All about Japanese Hasegawa landscape tripod ladders

By | Landscaping Equipment, Reviews | No Comments

Hasegawa landscape tripod ladders are beautiful! In late September, while strolling through the CanWest Horticultural Show trade floor, I ran into a Hasegawa ladder booth. Then it hit me. Vancouver Sun’s Steve Whysall had written about these ladders and how he dismissed them because of the cost. Now I had them in front me to try out. Great!

My observations

1.These ladders are really light. The ten foot version was easy to move.

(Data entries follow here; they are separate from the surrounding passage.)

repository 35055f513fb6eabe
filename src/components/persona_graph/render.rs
use std::f64::consts::{FRAC_PI_2, PI, TAU};

use wasm_bindgen::JsValue;
use web_sys::CanvasRenderingContext2d;

use super::scene::{SceneEdge, SceneNode};
use super::state::{BADGE_RADIUS, PersonaGraphState, badge_center};
use super::types::Layer;
use super::visibility::DetailLevel;

fn ease_out_cubic(t: f64) -> f64 {
	1.0 - (1.0 - t).powi(3)
}

pub fn render(state: &PersonaGraphState, ctx: &CanvasRenderingContext2d) {
	ctx.set_fill_style_str("#1a1a2e");
	ctx.fill_rect(0.0, 0.0, state.width, state.height);
	ctx.save();
	let _ = ctx.translate(state.transform.x, state.transform.y);
	let _ = ctx.scale(state.transform.k, state.transform.k);
	draw_rings(state, ctx);
	draw_edges(state, ctx);
	draw_nodes(state, ctx);
	ctx.restore();
}

/// Faint guides for the layer rings.
fn draw_rings(state: &PersonaGraphState, ctx: &CanvasRenderingContext2d) {
	let k = state.transform.k;
	ctx.set_stroke_style_str("rgba(255, 255, 255, 0.05)");
	ctx.set_line_width(1.0 / k);
	let mut radii: Vec<f64> = state
		.engine
		.layout()
		.nodes
		.values()
		.filter(|placed| placed.layer != Layer::Profile)
		.map(|placed| placed.position.length().round())
		.collect();
	radii.sort_by(f64::total_cmp);
	radii.dedup_by(|a, b| (*a - *b).abs() < 20.0);
	for r in radii {
		ctx.begin_path();
		let _ = ctx.arc(0.0, 0.0, r, 0.0, TAU);
		ctx.stroke();
	}
}

fn draw_edges(state: &PersonaGraphState, ctx: &CanvasRenderingContext2d) {
	let k = state.transform.k;
	let (line_width, dash, gap) = (1.5 / k, 8.0 / k, 4.0 / k);
	let dash_offset = -(state.flow_time * 30.0) % (dash + gap);
	let t = ease_out_cubic(state.fade.highlight_t);
	let scene = state.engine.scene();

	for edge in &scene.edges {
		let (Some(source), Some(target)) = (scene.node(&edge.source_id), scene.node(&edge.target_id))
		else {
			continue;
		};
		draw_edge(ctx, edge, source, target, line_width, t);
		if edge.animated {
			let _ = ctx.set_line_dash(&js_sys::Array::of2(
				&JsValue::from_f64(dash),
				&JsValue::from_f64(gap),
			));
			ctx.set_line_dash_offset(dash_offset);
			ctx.set_global_alpha(0.6 * edge.opacity);
			ctx.set_stroke_style_str("white");
			ctx.stroke();
			let _ = ctx.set_line_dash(&js_sys::Array::new());
		}
	}
	ctx.set_global_alpha(1.0);
}

fn draw_edge(
	ctx: &CanvasRenderingContext2d,
	edge: &SceneEdge,
	source: &SceneNode,
	target: &SceneNode,
	line_width: f64,
	t: f64,
) {
	let (a, b) = (source.position(), target.position());
	let delta = b - a;
	let Some(dir) = delta.normalized() else {
		return;
	};
	let start = a + dir * (source.diameter / 2.0);
	let end = b - dir * (target.diameter / 2.0);

	// Highlighted edges thicken as the hover fade comes in.
	let width = if edge.opacity >= 1.0 {
		line_width * (1.0 + 0.5 * t)
	} else {
		line_width
	};
	ctx.set_global_alpha(edge.opacity);
	ctx.set_stroke_style_str(&edge.color);
	ctx.set_line_width(width);
	ctx.begin_path();
	ctx.move_to(start.x, start.y);
	ctx.line_to(end.x, end.y);
	ctx.stroke();
}

fn draw_nodes(state: &PersonaGraphState, ctx: &CanvasRenderingContext2d) {
	let (t, k) = (ease_out_cubic(state.fade.highlight_t), state.transform.k);
	let hovered = state.engine.interaction().hovered.as_deref();
	let dim = state.has_active_highlight();

	for node in &state.engine.scene().nodes {
		let related = hovered.is_some_and(|h| {
			h == node.id
				|| state.engine.scene().edges.iter().any(|e| {
					(e.source_id == h && e.target_id == node.id)
						|| (e.target_id == h && e.source_id == node.id)
				})
		});
		let alpha = if dim && !related { 1.0 - 0.5 * t } else { 1.0 };
		ctx.set_global_alpha(alpha);

		if node.is_hovered && t > 0.01 {
			draw_glow(ctx, node, t);
		}
		match node.detail_level {
			DetailLevel::Macro => draw_glyph(ctx, node),
			DetailLevel::Full => draw_card(ctx, node, k),
			DetailLevel::Hidden => {}
		}
		if node.is_selected {
			ctx.begin_path();
			let _ = ctx.arc(node.x, node.y, node.diameter / 2.0 + 4.0 / k, 0.0, TAU);
			ctx.set_stroke_style_str("rgba(59, 130, 246, 1)");
			ctx.set_line_width(2.0 / k);
			ctx.stroke();
		}
		if node.cluster.is_some() {
			draw_badge(ctx, node, k);
		}
	}
	ctx.set_global_alpha(1.0);
}

fn draw_glow(ctx: &CanvasRenderingContext2d, node: &SceneNode, t: f64) {
	let radius = node.diameter / 2.0;
	let glow_radius = radius * (1.4 + 0.8 * t);
	let Ok(gradient) =
		ctx.create_radial_gradient(node.x, node.y, radius * 0.3, node.x, node.y, glow_radius)
	else {
		return;
	};
	let _ = gradient.add_color_stop(0.0, &format!("rgba(255, 255, 255, {})", 0.35 * t));
	let _ = gradient.add_color_stop(1.0, "rgba(255, 255, 255, 0)");
	ctx.begin_path();
	let _ = ctx.arc(node.x, node.y, glow_radius, 0.0, TAU);
	#[allow(deprecated)]
	ctx.set_fill_style(&gradient);
	ctx.fill();
}

/// Macro glyph: a colored disc with the layer's mark, no text.
fn draw_glyph(ctx: &CanvasRenderingContext2d, node: &SceneNode) {
	let r = node.diameter / 2.0;
	ctx.begin_path();
	let _ = ctx.arc(node.x, node.y, r, 0.0, TAU);
	ctx.set_fill_style_str(&node.color);
	ctx.fill();
	ctx.set_stroke_style_str("rgba(255, 255, 255, 0.8)");
	ctx.set_line_width(1.0);
	ctx.stroke();
	ctx.begin_path();
	let _ = ctx.arc(node.x, node.y, r * 0.35, 0.0, TAU);
	ctx.set_fill_style_str("rgba(255, 255, 255, 0.85)");
	ctx.fill();
}

/// Full card: disc, confidence arc and label.
fn draw_card(ctx: &CanvasRenderingContext2d, node: &SceneNode, k: f64) {
	let r = node.diameter / 2.0;
	ctx.begin_path();
	let _ = ctx.arc(node.x, node.y, r, 0.0, TAU);
	ctx.set_fill_style_str(&node.color);
	ctx.fill();

	if node.confidence > 0.0 {
		ctx.begin_path();
		let _ = ctx.arc(
			node.x,
			node.y,
			r + 2.5,
			-FRAC_PI_2,
			-FRAC_PI_2 + TAU * node.confidence,
		);
		ctx.set_stroke_style_str("rgba(120, 230, 160, 0.9)");
		ctx.set_line_width(2.0);
		ctx.stroke();
	}

	if let Some(label) = &node.label {
		ctx.set_fill_style_str("white");
		ctx.set_text_align("center");
		ctx.set_font(&format!("{}px sans-serif", node.label_font_size / k.max(0.75)));
		let _ = ctx.fill_text(label, node.x, node.y + node.label_offset);
	}
}

fn draw_badge(ctx: &CanvasRenderingContext2d, node: &SceneNode, k: f64) {
	let Some(cluster) = node.cluster else {
		return;
	};
	let center = badge_center(node);
	ctx.begin_path();
	let _ = ctx.arc(center.x, center.y, BADGE_RADIUS, 0.0, 2.0 * PI);
	ctx.set_fill_style_str(if cluster.expanded { "#3b3b58" } else { "#ff7f0e" });
	ctx.fill();
	ctx.set_fill_style_str("white");
	ctx.set_text_align("center");
	ctx.set_text_baseline("middle");
	ctx.set_font(&format!("bold {}px sans-serif", 10.0 / k.max(1.0)));
	let text = if cluster.expanded {
		"−".to_string()
	} else {
		cluster.child_count.to_string()
	};
	let _ = ctx.fill_text(&text, center.x, center.y);
	ctx.set_text_baseline("alphabetic");
}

2. The steps (rungs) are doubled which reduces the chance of slipping, and increases the chance of mud clearing from your boots

3. The third leg adjusts easily with a spring-loaded pin in 6″ increments and connects to the body with a chain. This works great when working on uneven ground.

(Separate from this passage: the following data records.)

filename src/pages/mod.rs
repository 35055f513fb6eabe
pub mod home;
pub mod not_found;
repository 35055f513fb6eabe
//! Persona knowledge-graph: concentric layout engine and its canvas component.
//!
//! Snapshots from the persona API go in through [`PersonaGraphEngine::replace_graph`],
//! pointer events through [`PersonaGraphEngine::dispatch`], and a positioned
//! [`Scene`] comes out for the renderer.

mod component;
mod error;
mod geometry;
mod interaction;
mod placement;
mod policy;
mod render;
mod scene;
mod state;
mod types;
mod visibility;

pub use component::PersonaGraphCanvas;
pub use error::GraphError;
pub use geometry::{Point, wrap_angle};
pub use interaction::{InteractionEvent, InteractionState, Recompute, SceneEvent, Transition};
pub use placement::{Cluster, Layout, Placed, place, visible_structure};
pub use policy::{LayerPolicy, LayerStyle, LayoutConfig, truncate_label};
pub use scene::{ClusterBadge, PersonaGraphEngine, Scene, SceneEdge, SceneNode};
pub use state::PersonaGraphState;
pub use types::{Forest, GraphEdge, GraphNode, Layer, PLACEHOLDER_ID, PersonaGraph};
pub use visibility::{DetailLevel, EdgeStyle, Visibility, classify};
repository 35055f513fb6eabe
//! Persona knowledge-graph visualization: layout engine, canvas component and demo app.

use leptos::prelude::*;
use leptos_meta::*;
use leptos_router::components::*;
use leptos_router::path;
use log::{Level, info};

// Modules
pub mod components;
mod pages;

// Top-Level pages
use crate::pages::home::Home;
use crate::pages::not_found::NotFound;

/// Initialize logging and panic hooks for the WASM target.
pub fn init_logging() {
	let _ = console_log::init_with_level(Level::Debug);
	console_error_panic_hook::set_once();
	info!("Logging initialized");
}

/// An app router which renders the homepage and handles 404's
#[component]
pub fn App() -> impl IntoView {
	// Provides context that manages stylesheets, titles, meta tags, etc.
	provide_meta_context();

	view! {
		<Html attr:lang="en" attr:dir="ltr" attr:data-theme="light" />

		// sets the document title
		<Title text="Persona Graph" />

		// injects metadata in the <head> of the page
		<Meta charset="UTF-8" />
		<Meta name="viewport" content="width=device-width, initial-scale=1.0" />

		<Router>
			<Routes fallback=|| view! { <NotFound /> }>
				<Route path=path!("/") view=Home />
			</Routes>
		</Router>
	}
}
//! UI components.

pub mod persona_graph;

4. There are no bolts to tighten; all joints are hand-welded.

5. The ten foot version retails at $435, which is expensive. Steve Whysall was right. I would worry about this ladder going missing off my truck.

6. Designed in Japan, production has now shifted to China. What hasn’t? Allegedly production conforms to Japanese Industrial Standards.

7. The only landscaper I know who has a Hasegawa tripod ladder attached to the side of his trailer is Japanese!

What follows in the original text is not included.